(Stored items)
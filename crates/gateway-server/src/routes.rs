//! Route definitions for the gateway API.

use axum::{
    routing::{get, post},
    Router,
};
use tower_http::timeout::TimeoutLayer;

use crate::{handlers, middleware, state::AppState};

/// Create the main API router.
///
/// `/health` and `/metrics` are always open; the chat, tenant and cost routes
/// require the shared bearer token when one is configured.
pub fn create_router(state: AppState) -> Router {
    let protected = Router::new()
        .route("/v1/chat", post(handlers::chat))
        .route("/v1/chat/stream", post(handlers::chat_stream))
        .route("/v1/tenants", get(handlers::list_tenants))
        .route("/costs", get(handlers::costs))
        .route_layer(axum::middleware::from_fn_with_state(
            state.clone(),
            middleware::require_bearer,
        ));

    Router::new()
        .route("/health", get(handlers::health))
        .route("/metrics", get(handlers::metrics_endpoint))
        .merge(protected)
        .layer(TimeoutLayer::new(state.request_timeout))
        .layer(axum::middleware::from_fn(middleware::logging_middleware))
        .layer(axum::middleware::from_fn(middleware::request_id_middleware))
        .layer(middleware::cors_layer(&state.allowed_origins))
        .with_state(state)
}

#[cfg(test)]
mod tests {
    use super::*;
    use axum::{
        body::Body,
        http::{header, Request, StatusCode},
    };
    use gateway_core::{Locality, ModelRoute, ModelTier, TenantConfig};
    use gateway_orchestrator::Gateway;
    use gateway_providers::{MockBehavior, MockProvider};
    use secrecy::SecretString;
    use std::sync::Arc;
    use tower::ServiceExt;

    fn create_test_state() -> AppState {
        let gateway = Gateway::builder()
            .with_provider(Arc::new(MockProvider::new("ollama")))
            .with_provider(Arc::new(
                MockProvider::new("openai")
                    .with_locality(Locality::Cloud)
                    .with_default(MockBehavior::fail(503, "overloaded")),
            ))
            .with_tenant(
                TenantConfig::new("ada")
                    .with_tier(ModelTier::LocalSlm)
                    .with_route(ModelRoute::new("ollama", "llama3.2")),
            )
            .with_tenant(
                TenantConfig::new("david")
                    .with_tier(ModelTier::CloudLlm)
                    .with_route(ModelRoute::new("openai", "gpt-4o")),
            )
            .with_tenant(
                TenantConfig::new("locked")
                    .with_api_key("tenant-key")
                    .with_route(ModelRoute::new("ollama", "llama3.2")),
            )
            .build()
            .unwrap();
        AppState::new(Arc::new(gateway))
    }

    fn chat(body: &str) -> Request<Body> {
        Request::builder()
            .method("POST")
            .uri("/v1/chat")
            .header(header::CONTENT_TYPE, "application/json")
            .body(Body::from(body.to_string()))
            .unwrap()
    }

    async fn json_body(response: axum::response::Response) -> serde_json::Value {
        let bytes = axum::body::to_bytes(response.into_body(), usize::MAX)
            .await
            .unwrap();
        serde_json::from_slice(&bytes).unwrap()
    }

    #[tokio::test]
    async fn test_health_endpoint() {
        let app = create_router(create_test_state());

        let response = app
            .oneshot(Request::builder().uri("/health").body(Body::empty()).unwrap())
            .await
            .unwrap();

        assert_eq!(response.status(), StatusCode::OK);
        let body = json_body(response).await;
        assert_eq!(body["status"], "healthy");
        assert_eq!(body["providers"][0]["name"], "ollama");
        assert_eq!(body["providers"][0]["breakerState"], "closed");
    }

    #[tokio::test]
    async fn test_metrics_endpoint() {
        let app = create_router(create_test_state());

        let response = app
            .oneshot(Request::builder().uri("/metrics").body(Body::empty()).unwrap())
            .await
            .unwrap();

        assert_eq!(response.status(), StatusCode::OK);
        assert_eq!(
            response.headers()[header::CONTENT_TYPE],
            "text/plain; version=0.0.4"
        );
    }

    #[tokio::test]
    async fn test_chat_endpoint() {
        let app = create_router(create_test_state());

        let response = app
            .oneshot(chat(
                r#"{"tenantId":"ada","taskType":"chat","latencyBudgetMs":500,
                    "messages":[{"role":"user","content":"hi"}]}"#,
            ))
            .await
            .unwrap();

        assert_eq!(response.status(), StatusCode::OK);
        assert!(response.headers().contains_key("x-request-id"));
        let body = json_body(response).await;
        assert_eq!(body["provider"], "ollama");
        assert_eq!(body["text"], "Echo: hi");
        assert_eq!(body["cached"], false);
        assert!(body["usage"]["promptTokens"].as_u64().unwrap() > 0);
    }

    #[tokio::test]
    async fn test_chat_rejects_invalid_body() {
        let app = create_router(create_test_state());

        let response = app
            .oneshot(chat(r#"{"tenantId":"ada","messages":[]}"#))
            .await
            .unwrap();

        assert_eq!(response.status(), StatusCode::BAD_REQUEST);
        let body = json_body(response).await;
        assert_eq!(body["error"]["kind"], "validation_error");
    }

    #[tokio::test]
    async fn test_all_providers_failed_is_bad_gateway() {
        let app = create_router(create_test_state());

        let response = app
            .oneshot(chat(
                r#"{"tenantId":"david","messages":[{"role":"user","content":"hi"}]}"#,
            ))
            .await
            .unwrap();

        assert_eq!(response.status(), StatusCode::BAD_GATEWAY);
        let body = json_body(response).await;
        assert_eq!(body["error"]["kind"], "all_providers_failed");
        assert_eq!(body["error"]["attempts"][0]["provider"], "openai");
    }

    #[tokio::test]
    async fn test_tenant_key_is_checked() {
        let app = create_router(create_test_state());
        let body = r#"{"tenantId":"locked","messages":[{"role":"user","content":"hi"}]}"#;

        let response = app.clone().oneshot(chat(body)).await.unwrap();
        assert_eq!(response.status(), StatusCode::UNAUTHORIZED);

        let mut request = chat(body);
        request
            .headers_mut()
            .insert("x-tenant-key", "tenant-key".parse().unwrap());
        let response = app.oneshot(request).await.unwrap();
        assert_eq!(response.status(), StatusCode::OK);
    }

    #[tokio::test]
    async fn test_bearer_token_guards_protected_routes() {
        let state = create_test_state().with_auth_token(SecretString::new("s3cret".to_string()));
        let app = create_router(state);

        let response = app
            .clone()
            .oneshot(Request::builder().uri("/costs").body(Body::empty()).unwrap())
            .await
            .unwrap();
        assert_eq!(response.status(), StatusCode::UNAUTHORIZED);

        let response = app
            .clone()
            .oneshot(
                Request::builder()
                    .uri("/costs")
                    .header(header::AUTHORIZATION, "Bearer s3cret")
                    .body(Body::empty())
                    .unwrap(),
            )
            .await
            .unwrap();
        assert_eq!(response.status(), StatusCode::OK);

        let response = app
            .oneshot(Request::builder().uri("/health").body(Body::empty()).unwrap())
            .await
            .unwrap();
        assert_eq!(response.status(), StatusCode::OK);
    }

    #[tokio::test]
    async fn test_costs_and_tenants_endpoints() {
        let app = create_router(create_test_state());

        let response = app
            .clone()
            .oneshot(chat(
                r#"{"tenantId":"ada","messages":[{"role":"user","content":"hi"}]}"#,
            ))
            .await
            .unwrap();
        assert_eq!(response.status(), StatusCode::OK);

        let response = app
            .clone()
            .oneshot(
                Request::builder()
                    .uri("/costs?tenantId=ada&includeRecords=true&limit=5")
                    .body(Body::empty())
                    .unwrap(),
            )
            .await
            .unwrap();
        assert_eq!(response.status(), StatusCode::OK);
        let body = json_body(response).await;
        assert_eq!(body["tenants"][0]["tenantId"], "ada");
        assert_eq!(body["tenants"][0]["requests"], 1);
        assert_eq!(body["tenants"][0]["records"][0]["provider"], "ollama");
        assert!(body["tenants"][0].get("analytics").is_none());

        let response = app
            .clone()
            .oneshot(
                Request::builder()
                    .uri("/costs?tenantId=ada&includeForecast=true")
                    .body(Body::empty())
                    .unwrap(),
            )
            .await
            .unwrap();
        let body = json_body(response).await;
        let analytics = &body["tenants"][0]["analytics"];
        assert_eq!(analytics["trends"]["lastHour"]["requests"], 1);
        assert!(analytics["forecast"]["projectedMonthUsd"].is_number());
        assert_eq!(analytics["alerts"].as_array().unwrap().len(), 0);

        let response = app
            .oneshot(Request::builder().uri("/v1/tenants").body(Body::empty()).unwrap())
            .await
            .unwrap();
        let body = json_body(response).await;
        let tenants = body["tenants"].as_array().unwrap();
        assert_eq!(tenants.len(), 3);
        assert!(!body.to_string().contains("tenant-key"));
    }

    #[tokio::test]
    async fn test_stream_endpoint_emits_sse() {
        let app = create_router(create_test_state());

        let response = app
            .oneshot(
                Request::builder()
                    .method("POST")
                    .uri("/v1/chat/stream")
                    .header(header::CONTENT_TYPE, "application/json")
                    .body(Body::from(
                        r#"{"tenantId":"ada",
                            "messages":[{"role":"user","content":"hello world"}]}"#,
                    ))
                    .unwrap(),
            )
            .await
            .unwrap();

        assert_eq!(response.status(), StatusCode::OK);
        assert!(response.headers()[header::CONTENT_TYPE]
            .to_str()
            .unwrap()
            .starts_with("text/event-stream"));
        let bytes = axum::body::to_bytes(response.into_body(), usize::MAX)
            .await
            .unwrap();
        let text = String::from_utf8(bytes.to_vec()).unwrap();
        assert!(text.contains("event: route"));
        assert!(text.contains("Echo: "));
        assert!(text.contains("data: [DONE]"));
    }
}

**ACTIVITY**
Using the records above, say how many lines include the string "true". Only the number is wanted.

**OUTPUT OF THE EXERCISE**
2